The problem the churches of Galatia were experiencing wasn’t a thorough-going legalism (trusting in their own works to save them)—it was a warped nationalism. They had been swayed by those had who appeared not long after Paul left the region into thinking that the only way they (Gentile disciples) could fully experience Jewish blessings was through adopting Jewish ways. After all, salvation was from the Jews—Jesus had said so Himself (John 4:22). And of course, He was Jewish. The situation was something like what it would be if someone were baptized today and then told they must become an American citizen to be part of the kingdom of God. They would in effect be nationalizing the gospel and placing parameters on it that God never intended.
Unlike Paul and many other Jewish disciples who followed the law (or parts of it) to honor their heritage and influence Jewish people who weren’t following Jesus, the false teachers’ intent and understanding was that this was part of obedience to the gospel (Galatians 1:6-7). Still, it wasn’t legalism—they weren’t trying to merge Christ’s sacrifice with their good works, they were trying to join the cross to the Torah, baptism into Christ with circumcision into the Mosaic covenant, and Christianity to Jewish nationalism.
But of course, anything added to Christ’s sacrifice subtracts from it and that’s the reason for Paul’ non-negotiable stance in the letter. When they gathered on the Lord’s day (see 1 Corinthians 16:1ff), it was as the body of Christ—not as the people of Israel. And when they took communion together, it was to memorialize the death of Christ and all that meant—not their deliverance from Egypt. This is why Paul is death on circumcision (5:2ff). The Galatians weren’t considering receiving it for hygienic reasons, or as Timothy did—to take away anything that might distract from them sharing the gospel message with others (Acts 16:1-3; 1 Corinthians 9:19ff). They were doing it because they were convinced it was necessary for their right standing with God.

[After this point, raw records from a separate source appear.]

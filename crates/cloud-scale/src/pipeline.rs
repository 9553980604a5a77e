//! End-to-end multi-scale segmentation driver.
//!
//! Sweeps a list of analysis scales over one point set: at each scale
//! the spatial index is repartitioned, a neighbor table built, regions
//! grown under the planar policy, and undersized regions discarded. The
//! per-scale labelings are stacked and handed to persistence tracking.

use cloud_spatial::{IndexConfig, NeighborGraph, SpatialIndex};
use nalgebra::{Point3, Vector3};
use serde::{Deserialize, Serialize};
use tracing::info;

use crate::error::{ScaleError, ScaleResult};
use crate::grow::{grow_regions, PlanarPolicy};
use crate::labeling::Labeling;
use crate::level_graph::LevelGraph;
use crate::persistence::{track_persistence, Component};
use crate::scale_stack::ScaleStack;

/// Tuning knobs for [`analyze_scales`].
#[derive(Debug, Clone, Serialize, Deserialize)]
#[serde(default)]
pub struct ScaleSpaceConfig {
    /// Neighbors per sample in the fixed-k table.
    pub neighbor_count: usize,
    /// Spatial index partitioning limits.
    pub index: IndexConfig,
    /// Maximum angle (radians) between neighboring normals.
    pub max_angle: f64,
    /// Maximum planarity deviation a sample may carry to join a region.
    pub max_deviation: f64,
    /// Regions below this population are discarded at every scale.
    pub min_region_size: usize,
}

impl Default for ScaleSpaceConfig {
    fn default() -> Self {
        Self {
            neighbor_count: 16,
            index: IndexConfig::default(),
            max_angle: std::f64::consts::FRAC_PI_6,
            max_deviation: f64::INFINITY,
            min_region_size: 10,
        }
    }
}

/// Everything one multi-scale run produces.
#[derive(Debug, Clone)]
pub struct ScaleSpaceResult {
    /// Per-scale labelings, relabeled for persistence.
    pub stack: ScaleStack,
    /// The reorganized region graph across scales.
    pub graph: LevelGraph,
    /// Birth/death records of persistent regions.
    pub components: Vec<Component>,
}

/// Segments `points` at every scale in `scales` and tracks region
/// persistence across the resulting stack.
///
/// `normals` and `deviations` are per-point features from the upstream
/// fitting stage. `scales` must be strictly increasing; each scale
/// bounds a single growth step and the minimum region extent.
///
/// # Errors
///
/// Returns an error if `points` or `scales` is empty, a feature array
/// does not match the point count, or `scales` is not strictly
/// increasing.
pub fn analyze_scales(
    points: &[Point3<f64>],
    normals: &[Vector3<f64>],
    deviations: &[f64],
    scales: &[f64],
    config: &ScaleSpaceConfig,
) -> ScaleResult<ScaleSpaceResult> {
    if points.is_empty() {
        return Err(ScaleError::EmptyPointSet);
    }
    if scales.is_empty() {
        return Err(ScaleError::EmptyScaleList);
    }
    check_feature_len("normals", points.len(), normals.len())?;
    check_feature_len("deviations", points.len(), deviations.len())?;

    let mut index = SpatialIndex::build(points, &config.index)?;
    let mut stack = ScaleStack::new();

    for (level, &scale) in scales.iter().enumerate() {
        if level > 0 {
            // Repartitioning resets resumable queries tied to the old
            // generation before the next neighbor table is built.
            index.rebuild();
        }
        let graph = NeighborGraph::build(&index, config.neighbor_count);

        let mut labeling = Labeling::new(points.len());
        let mut policy = PlanarPolicy::new(points, normals, deviations)
            .with_max_angle(config.max_angle)
            .with_max_deviation(config.max_deviation)
            .with_radius(scale);
        let regions = grow_regions(&graph, &mut labeling, &mut policy);

        let diagonals = region_diagonals(points, &labeling);
        let min_size = config.min_region_size;
        let dropped = labeling.invalidate(|label, population| {
            population < min_size || diagonals[label as usize] < scale
        });
        labeling.make_full();

        info!(
            level,
            scale,
            regions,
            kept = labeling.label_sup(),
            dropped_samples = dropped,
            "scale segmented"
        );
        stack.push(scale, labeling)?;
    }

    let (graph, components) = track_persistence(&mut stack);
    info!(
        levels = stack.level_count(),
        components = components.len(),
        "scale sweep complete"
    );
    Ok(ScaleSpaceResult {
        stack,
        graph,
        components,
    })
}

fn check_feature_len(name: &'static str, expected: usize, actual: usize) -> ScaleResult<()> {
    if expected == actual {
        Ok(())
    } else {
        Err(ScaleError::FeatureLengthMismatch {
            name,
            expected,
            actual,
        })
    }
}

/// Bounding-box diagonal of every region. Regions smaller in extent
/// than the analysis scale are noise at that scale.
#[allow(clippy::cast_sign_loss)]
fn region_diagonals(points: &[Point3<f64>], labeling: &Labeling) -> Vec<f64> {
    let sup = labeling.label_sup() as usize;
    let mut mins = vec![Point3::new(f64::INFINITY, f64::INFINITY, f64::INFINITY); sup];
    let mut maxs = vec![
        Point3::new(f64::NEG_INFINITY, f64::NEG_INFINITY, f64::NEG_INFINITY);
        sup
    ];
    for (sample, point) in points.iter().enumerate() {
        #[allow(clippy::cast_possible_truncation)]
        let label = labeling.label_of(sample as u32);
        if label < 0 {
            continue;
        }
        let (min, max) = (&mut mins[label as usize], &mut maxs[label as usize]);
        for dim in 0..3 {
            min[dim] = min[dim].min(point[dim]);
            max[dim] = max[dim].max(point[dim]);
        }
    }
    mins.iter()
        .zip(&maxs)
        .map(|(min, max)| {
            if min.x > max.x {
                0.0
            } else {
                (max - min).norm()
            }
        })
        .collect()
}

With such an act they would be saying in effect that Christ’s work on the cross had to be buttressed by Judaism. It was something like someone giving you a new car and then you replacing its engine with the one worn-out one from your old car. They were speeding right past the glorious cross for a worn-out covenant given to the Jewish nation.
There are a lot of parallels between the Galatians and Hebrews letters. In Galatians, it’s Gentile believers contemplating Judaism, while in Hebrews it’s Jewish disciples considering a return the temple and its sacrifices. Compare Galatians 5:2-4 with Hebrews 10:26-31 and note the equally severe tone in both cases. Both groups are defecting from Christ by turning their back on the efficacy of His sacrifice.